═════ DATA

//! Terminal host for the chat widget.
//!
//! Reads questions from stdin, one per line. A line ending in `\` continues
//! the message on the next line, the way Shift+Enter does in the page.

use mimalloc::MiMalloc;

/// Global allocator for improved performance (M-MIMALLOC-APPS).
#[global_allocator]
static GLOBAL: MiMalloc = MiMalloc;

use std::sync::Arc;

use clap::Parser;
use dotenvy::dotenv;
use tokio::io::{AsyncBufReadExt, BufReader};
use tracing::info;
use tracing_subscriber::{EnvFilter, fmt, layer::SubscriberExt, util::SubscriberInitExt};

use rag_chat_widget::config::{Cli, WidgetConfig};
use rag_chat_widget::view::{ChatView, TerminalView, html};
use rag_chat_widget::{ChatWidget, InputEvent};

#[tokio::main]
async fn main() -> anyhow::Result<()> {
    // Load .env (if present)
    let _ = dotenv();

    // Initialize tracing (M-LOG-STRUCTURED), on stderr so the transcript stays clean
    tracing_subscriber::registry()
        .with(fmt::layer().with_target(true).with_writer(std::io::stderr))
        .with(log_filter(std::env::var(EnvFilter::DEFAULT_ENV).ok().as_deref()))
        .init();

    let cli = Cli::parse();
    let config = WidgetConfig::load()?;

    if cli.print_page {
        println!("{}", html::host_page("Chat", &config.dom));
        return Ok(());
    }

    info!(
        name: "widget.config.loaded",
        base_url = %config.backend.base_url,
        stream_format = %config.backend.stream_format,
        "Widget configuration loaded"
    );

    let view = Arc::new(TerminalView::stdout());
    let widget = ChatWidget::from_config(&config, Arc::clone(&view) as Arc<dyn ChatView>)?;

    let mut lines = BufReader::new(tokio::io::stdin()).lines();
    let mut draft = String::new();
    while let Some(line) = lines.next_line().await? {
        if let Some(head) = line.strip_suffix('\\') {
            draft.push_str(head);
            draft.push('\n');
            continue;
        }
        draft.push_str(&line);
        view.set_input(&draft);
        draft.clear();

        let response = widget.handle_event(&InputEvent::key("Enter", false));
        if let Some(exchange) = response.exchange {
            let outcome = exchange.await;
            view.end_line();
            info!(
                request_id = %outcome.request_id,
                sources = ?outcome.sources,
                "Reply finished"
            );
        }
    }

    Ok(())
}

/// `RUST_LOG` when set and valid, `warn` otherwise.
fn log_filter(rust_log: Option<&str>) -> EnvFilter {
    rust_log
        .filter(|directives| !directives.trim().is_empty())
        .and_then(|directives| EnvFilter::try_new(directives).ok())
        .unwrap_or_else(|| EnvFilter::new("warn"))
}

══════════

Repeat word for word every line from the start of the entries to the line holding "draft.push('\n');", inclusive, and nothing else.

### ANSWER SPACE:
//! Terminal host for the chat widget.
//!
//! Reads questions from stdin, one per line. A line ending in `\` continues
//! the message on the next line, the way Shift+Enter does in the page.

use mimalloc::MiMalloc;

/// Global allocator for improved performance (M-MIMALLOC-APPS).
#[global_allocator]
static GLOBAL: MiMalloc = MiMalloc;

use std::sync::Arc;

use clap::Parser;
use dotenvy::dotenv;
use tokio::io::{AsyncBufReadExt, BufReader};
use tracing::info;
use tracing_subscriber::{EnvFilter, fmt, layer::SubscriberExt, util::SubscriberInitExt};

use rag_chat_widget::config::{Cli, WidgetConfig};
use rag_chat_widget::view::{ChatView, TerminalView, html};
use rag_chat_widget::{ChatWidget, InputEvent};

#[tokio::main]
async fn main() -> anyhow::Result<()> {
    // Load .env (if present)
    let _ = dotenv();

    // Initialize tracing (M-LOG-STRUCTURED), on stderr so the transcript stays clean
    tracing_subscriber::registry()
        .with(fmt::layer().with_target(true).with_writer(std::io::stderr))
        .with(log_filter(std::env::var(EnvFilter::DEFAULT_ENV).ok().as_deref()))
        .init();

    let cli = Cli::parse();
    let config = WidgetConfig::load()?;

    if cli.print_page {
        println!("{}", html::host_page("Chat", &config.dom));
        return Ok(());
    }

    info!(
        name: "widget.config.loaded",
        base_url = %config.backend.base_url,
        stream_format = %config.backend.stream_format,
        "Widget configuration loaded"
    );

    let view = Arc::new(TerminalView::stdout());
    let widget = ChatWidget::from_config(&config, Arc::clone(&view) as Arc<dyn ChatView>)?;

    let mut lines = BufReader::new(tokio::io::stdin()).lines();
    let mut draft = String::new();
    while let Some(line) = lines.next_line().await? {
        if let Some(head) = line.strip_suffix('\\') {
            draft.push_str(head);
            draft.push('\n');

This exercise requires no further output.